Students at Green Mountain College in Poultney, Vermont, successfully lobbied for the erection of a historical marker in the town square honoring Jeffrey Brace, the town’s first black resident.

Brace was born in West Africa in 1742. He was enslaved at age 16 and transported to the Caribbean island of Barbados. As a slave he fought for the British in the French and Indian War. After the war he was sold to a slave master in Connecticut. When his master died, his widow taught Brace to read, write, and speak proper English.

At the onset of the Revolutionary War, Brace, with the approval of his owner, enlisted in the Continental Army. He was wounded in battle. At the end of the war Brace was granted his freedom.

The former slave then moved to Poultney, Vermont, where he bought land and became a farmer. Brace became blind in his old age. But in 1810 he told his story to Benjamin F. Prentiss who published the memoir as The Blind African Slave.

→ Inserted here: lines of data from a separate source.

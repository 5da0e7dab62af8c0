//! Typed access to tool call arguments.

use serde_json::Value;

use crate::error::MurmurError;

/// Parsed arguments of one tool call.
#[derive(Debug, Clone, PartialEq)]
pub struct ToolArguments {
    value: Value,
}

impl ToolArguments {
    pub fn new(value: Value) -> Self {
        Self { value }
    }

    /// Get the raw JSON value.
    pub fn raw(&self) -> &Value {
        &self.value
    }

    /// Get a string argument by key.
    pub fn get_str(&self, key: &str) -> Result<&str, MurmurError> {
        self.get_str_opt(key)
            .ok_or_else(|| MurmurError::InvalidArgument(format!("Missing string argument: {key}")))
    }

    /// Get an optional string argument.
    pub fn get_str_opt(&self, key: &str) -> Option<&str> {
        self.value.get(key).and_then(Value::as_str)
    }

    /// Get an optional string argument with surrounding whitespace removed.
    /// Blank strings count as absent.
    pub fn get_trimmed(&self, key: &str) -> Option<&str> {
        self.get_str_opt(key)
            .map(str::trim)
            .filter(|value| !value.is_empty())
    }

    pub fn get_bool(&self, key: &str) -> Result<bool, MurmurError> {
        self.value
            .get(key)
            .and_then(Value::as_bool)
            .ok_or_else(|| MurmurError::InvalidArgument(format!("Missing boolean argument: {key}")))
    }

    pub fn get_f64(&self, key: &str) -> Result<f64, MurmurError> {
        self.value
            .get(key)
            .and_then(Value::as_f64)
            .ok_or_else(|| MurmurError::InvalidArgument(format!("Missing number argument: {key}")))
    }

    /// Deserialize the entire arguments into a typed struct.
    pub fn deserialize<T: serde::de::DeserializeOwned>(&self) -> Result<T, MurmurError> {
        serde_json::from_value(self.value.clone()).map_err(|e| {
            MurmurError::InvalidArgument(format!("Failed to deserialize arguments: {e}"))
        })
    }
}

impl From<Value> for ToolArguments {
    fn from(value: Value) -> Self {
        Self::new(value)
    }
}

The book was forgotten until it was discovered more than a decade ago in the special collections unit of the University of Vermont library by Kari J. Winter, associate professor of American studies at the University of Buffalo. Over an eight-year period, Dr. Winter verified the memoir and found Brace’s descendants. In 2004 she republished the memoir with a new introduction which includes her documentation verifying its authenticity.